(Saved data entries)
◆ ◆ ◆ ◆ ◆ ◆ ◆

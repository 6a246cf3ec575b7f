// Copyright 2026 the Strata Authors
// SPDX-License-Identifier: Apache-2.0 OR MIT

//! The insert → query → clear driver.

use std::time::Instant;

use strata_collections::Sequence;
use strata_index::{Aabb, DebugCanvas, IndexResult, SpatialIndex, Strategy};

use crate::error::BenchResult;
use crate::recorder::{Recorder, Report};
use crate::workload::Workload;

/// How far each per-box query reaches past the box on every side.
pub const QUERY_MARGIN: f32 = 1.0;

/// What one insert → query → clear cycle did.
#[derive(Copy, Clone, Debug, PartialEq)]
pub struct CycleOutcome {
    /// Wall-clock time for the whole cycle.
    pub elapsed_ms: f64,
    /// Candidates that truly overlap their query area, summed over all queries.
    /// Each box counts itself, and a box returned twice counts twice.
    pub hits: usize,
}

/// Insert `boxes`, query around each one, then clear.
///
/// `scratch` is reused for query results so steady-state cycles allocate
/// nothing. On a capacity error the index is cleared before returning.
pub fn run_cycle<I: SpatialIndex + ?Sized>(
    index: &mut I,
    boxes: &[Aabb],
    scratch: &mut Sequence<Aabb>,
) -> IndexResult<CycleOutcome> {
    let start = Instant::now();
    for b in boxes {
        if let Err(err) = index.insert(*b) {
            index.clear();
            return Err(err);
        }
    }
    let mut hits = 0;
    for b in boxes {
        let area = b.inflate(QUERY_MARGIN, QUERY_MARGIN);
        scratch.clear();
        index.query_into(area, scratch);
        hits += scratch.iter().filter(|c| c.overlaps(&area)).count();
    }
    index.clear();
    Ok(CycleOutcome {
        elapsed_ms: start.elapsed().as_secs_f64() * 1e3,
        hits,
    })
}

/// Run `iterations` cycles for each count in `counts` and summarize them.
///
/// Populations come from `workload`, one per count, reused across that
/// count's iterations. The first capacity error aborts the run.
pub fn run_benchmark(
    strategy: &mut Strategy,
    workload: &Workload,
    counts: &[u32],
    iterations: u32,
) -> BenchResult<Report> {
    let name = strategy.name();
    let mut recorder = Recorder::new();
    let mut scratch = Sequence::new();
    for &count in counts {
        let boxes = workload.boxes(count as usize);
        tracing::info!(strategy = name, count, iterations, "running configuration");
        for iteration in 0..iterations {
            match run_cycle(strategy, &boxes, &mut scratch) {
                Ok(outcome) => {
                    tracing::trace!(
                        strategy = name,
                        count,
                        iteration,
                        elapsed_ms = outcome.elapsed_ms,
                        hits = outcome.hits,
                        "cycle done"
                    );
                    recorder.record(count, outcome.elapsed_ms);
                }
                Err(err) => {
                    tracing::warn!(strategy = name, count, iteration, %err, "cycle failed");
                    return Err(err.into());
                }
            }
        }
    }
    Ok(recorder.report(name))
}

/// Populate `index` with `boxes`, stroke its structure onto `canvas`, then clear it.
pub fn draw_populated<I: SpatialIndex + ?Sized>(
    index: &mut I,
    boxes: &[Aabb],
    canvas: &mut dyn DebugCanvas,
) -> IndexResult<()> {
    for b in boxes {
        if let Err(err) = index.insert(*b) {
            index.clear();
            return Err(err);
        }
    }
    index.debug_draw(canvas);
    index.clear();
    Ok(())
}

◆ ◆ ◆ ◆ ◆ ◆ ◆

▸ **WHAT YOU ARE ASKED TO DO**: The required output is every line above that contains the string "DebugCanvas".

▸ **THE ANSWER**:
use strata_index::{Aabb, DebugCanvas, IndexResult, SpatialIndex, Strategy};
    canvas: &mut dyn DebugCanvas,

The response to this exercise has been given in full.